** SOURCE MATERIAL **
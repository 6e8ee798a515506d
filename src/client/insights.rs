//! Pattern insights drawn from completion history

use chrono::Weekday;
use serde::{Deserialize, Deserializer, Serialize};
use serde_json::Value;
use tracing::{debug, warn};

use crate::client::{completion_decile, extract_json_object, AiClient};
use crate::error::{AiError, Result};
use crate::mediator::{CallOptions, Mediated};
use crate::models::{CallType, ChatMessage};

/// Summary statistics the insights are derived from.
#[derive(Debug, Clone, PartialEq)]
pub struct InsightContext {
    /// Completion ratio over the analysed period, 0.0..=1.0
    pub completion_rate: f64,
    pub current_streak: u32,
    pub longest_streak: u32,
    pub best_day: Option<Weekday>,
    pub worst_day: Option<Weekday>,
    pub total_habits: usize,
}

impl InsightContext {
    /// `"{decile}_{best day}_{streak weeks}w"`, e.g. `6_Mon_2w`.
    pub fn cache_key(&self) -> String {
        let best = self
            .best_day
            .map(|d| d.to_string())
            .unwrap_or_else(|| "none".to_string());
        format!(
            "{}_{}_{}w",
            completion_decile(self.completion_rate),
            best,
            self.current_streak / 7
        )
    }
}

#[derive(Debug, Clone, Copy, PartialEq, Eq, Serialize, Deserialize, Default)]
#[serde(rename_all = "lowercase")]
pub enum InsightKind {
    Strength,
    Opportunity,
    #[default]
    Pattern,
}

#[derive(Debug, Clone, PartialEq, Eq, Serialize, Deserialize)]
pub struct PatternInsight {
    pub title: String,
    pub description: String,
    #[serde(rename = "type", default, deserialize_with = "lenient_kind")]
    pub kind: InsightKind,
}

/// Unknown or missing kinds read as the default instead of rejecting the item.
fn lenient_kind<'de, D>(deserializer: D) -> std::result::Result<InsightKind, D::Error>
where
    D: Deserializer<'de>,
{
    let value = Value::deserialize(deserializer)?;
    Ok(serde_json::from_value(value).unwrap_or_default())
}

impl PatternInsight {
    fn new(kind: InsightKind, title: impl Into<String>, description: impl Into<String>) -> Self {
        Self {
            title: title.into(),
            description: description.into(),
            kind,
        }
    }
}

impl AiClient {
    /// Insights about the user's completion patterns.
    ///
    /// Never fails and never returns an empty list.
    pub async fn pattern_insights(&self, ctx: &InsightContext) -> Mediated<Vec<PatternInsight>> {
        self.pattern_insights_with_options(ctx, CallOptions::default()).await
    }

    /// Same as [`AiClient::pattern_insights`] with explicit cache and rate-limit switches.
    pub async fn pattern_insights_with_options(
        &self,
        ctx: &InsightContext,
        options: CallOptions,
    ) -> Mediated<Vec<PatternInsight>> {
        let transport = self.transport.clone();
        let messages = insight_prompt(ctx);

        let result = self
            .mediator
            .call(
                CallType::Insights,
                &ctx.cache_key(),
                || async move {
                    let text = transport.chat(messages).await?;
                    parse_insights_reply(&text)
                },
                options,
            )
            .await;

        result.unwrap_or_else(|e| {
            warn!(error = %e, "Insight call failed, using local insights");
            Mediated::fresh(fallback_insights(ctx))
        })
    }
}

fn insight_prompt(ctx: &InsightContext) -> Vec<ChatMessage> {
    let system = "You analyse habit-tracking statistics. Reply with JSON only: \
                  {\"insights\": [{\"title\": string, \"description\": string, \
                  \"type\": \"strength\" | \"opportunity\" | \"pattern\"}]} with at most 3 items.";
    let day = |d: Option<Weekday>| {
        d.map(|d| d.to_string())
            .unwrap_or_else(|| "unknown".to_string())
    };
    let user = format!(
        "Completion rate: {}%. Current streak: {} days. Longest streak: {} days. \
         Best day: {}. Worst day: {}. Habits tracked: {}.",
        u32::from(completion_decile(ctx.completion_rate)) * 10,
        ctx.current_streak,
        ctx.longest_streak,
        day(ctx.best_day),
        day(ctx.worst_day),
        ctx.total_habits
    );
    vec![ChatMessage::system(system), ChatMessage::user(user)]
}

/// Parses `{"insights": [...]}`, skipping items of the wrong shape. Falls
/// back to a single insight carrying the raw text.
fn parse_insights_reply(text: &str) -> Result<Vec<PatternInsight>> {
    if let Some(items) = extract_json_object(text)
        .as_ref()
        .and_then(|o| o.get("insights"))
        .and_then(Value::as_array)
    {
        let insights: Vec<PatternInsight> = items
            .iter()
            .filter_map(|item| serde_json::from_value(item.clone()).ok())
            .collect();
        if insights.len() < items.len() {
            debug!("Dropped {} malformed insights", items.len() - insights.len());
        }
        if !insights.is_empty() {
            return Ok(insights);
        }
    }

    let raw = text.trim();
    if raw.is_empty() {
        return Err(AiError::MalformedResponse("empty insights reply".to_string()));
    }
    Ok(vec![PatternInsight::new(InsightKind::Pattern, "Insight", raw)])
}

fn fallback_insights(ctx: &InsightContext) -> Vec<PatternInsight> {
    let mut insights = Vec::new();
    let percent = u32::from(completion_decile(ctx.completion_rate)) * 10;

    if let Some(day) = ctx.best_day {
        insights.push(PatternInsight::new(
            InsightKind::Strength,
            format!("{} is your strongest day", day),
            format!("You complete the most habits on {}. Schedule harder habits there.", day),
        ));
    }
    if let Some(day) = ctx.worst_day.filter(|d| Some(*d) != ctx.best_day) {
        insights.push(PatternInsight::new(
            InsightKind::Opportunity,
            format!("{} needs attention", day),
            format!("Completions dip on {}. Try a lighter routine that day.", day),
        ));
    }

    if percent >= 80 {
        insights.push(PatternInsight::new(
            InsightKind::Strength,
            "High completion rate",
            format!("You're completing about {}% of your habits. Excellent consistency.", percent),
        ));
    } else if percent < 50 && ctx.total_habits > 3 {
        insights.push(PatternInsight::new(
            InsightKind::Opportunity,
            "Too many habits at once?",
            format!(
                "You're tracking {} habits at about {}% completion. Focusing on fewer may help.",
                ctx.total_habits, percent
            ),
        ));
    }

    if ctx.longest_streak > 0 && ctx.current_streak >= ctx.longest_streak {
        insights.push(PatternInsight::new(
            InsightKind::Strength,
            "Personal best streak",
            format!("{} days is your longest streak yet.", ctx.current_streak),
        ));
    }

    if insights.is_empty() {
        insights.push(PatternInsight::new(
            InsightKind::Pattern,
            "Keep tracking",
            "A few more days of check-ins will reveal clearer patterns.",
        ));
    }
    insights
}
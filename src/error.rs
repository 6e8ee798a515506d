//! Error types for the AI call mediation layer
//!
//! Provides unified error handling using thiserror.

use thiserror::Error;

// == Storage Error Enum ==
/// Failure of the durable key-value store.
///
/// Never escapes the public cache or limiter API: callers log it and carry on
/// with in-memory state.
#[derive(Error, Debug)]
pub enum StorageError {
    /// Underlying I/O failure (file-backed stores)
    #[error("Storage I/O error: {0}")]
    Io(#[from] std::io::Error),

    /// Stored value could not be encoded or decoded
    #[error("Storage serialization error: {0}")]
    Serialization(#[from] serde_json::Error),

    /// Store refused the operation
    #[error("Storage unavailable: {0}")]
    Unavailable(String),
}

// == AI Error Enum ==
/// Unified error type for mediated AI calls.
#[derive(Error, Debug)]
pub enum AiError {
    /// Synthesized locally when the rate limiter denies a call
    #[error("Rate limit exceeded. Please try again in {} minute(s).", wait_minutes(.reset_in_ms))]
    RateLimitExceeded {
        /// Milliseconds until the earliest window reset
        reset_in_ms: u64,
    },

    /// Network or HTTP failure talking to the AI service
    #[error("AI transport error: {0}")]
    Transport(#[from] reqwest::Error),

    /// The AI service answered but reported a failure
    #[error("AI provider error: {0}")]
    Provider(String),

    /// The AI service answered with a payload of the wrong shape
    #[error("Malformed AI response: {0}")]
    MalformedResponse(String),

    /// Payload could not be (de)serialized
    #[error("Serialization error: {0}")]
    Serialization(#[from] serde_json::Error),
}

impl AiError {
    /// Returns true for the locally synthesized rate-limit condition.
    pub fn is_rate_limited(&self) -> bool {
        matches!(self, AiError::RateLimitExceeded { .. })
    }
}

/// Whole minutes until a reset, rounded up.
pub fn minutes_until(reset_in_ms: u64) -> u64 {
    reset_in_ms.div_ceil(60_000)
}

fn wait_minutes(reset_in_ms: &u64) -> u64 {
    minutes_until(*reset_in_ms)
}

// == Result Type Alias ==
/// Convenience Result type for mediated calls.
pub type Result<T> = std::result::Result<T, AiError>;

#[cfg(test)]
mod tests {
    use super::*;

    #[test]
    fn test_rate_limit_message_rounds_up() {
        let err = AiError::RateLimitExceeded { reset_in_ms: 61_000 };
        assert_eq!(
            err.to_string(),
            "Rate limit exceeded. Please try again in 2 minute(s)."
        );
        assert!(err.is_rate_limited());
    }

    #[test]
    fn test_minutes_until() {
        assert_eq!(minutes_until(0), 0);
        assert_eq!(minutes_until(1), 1);
        assert_eq!(minutes_until(60_000), 1);
        assert_eq!(minutes_until(60_001), 2);
    }

    #[test]
    fn test_provider_error_is_not_rate_limited() {
        let err = AiError::Provider("quota".to_string());
        assert!(!err.is_rate_limited());
        assert_eq!(err.to_string(), "AI provider error: quota");
    }
}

** ACTIVITY **
Please copy out each line of the material that contains the string "could".

** FINISHED EXERCISE **
    /// Stored value could not be encoded or decoded
    /// Payload could not be (de)serialized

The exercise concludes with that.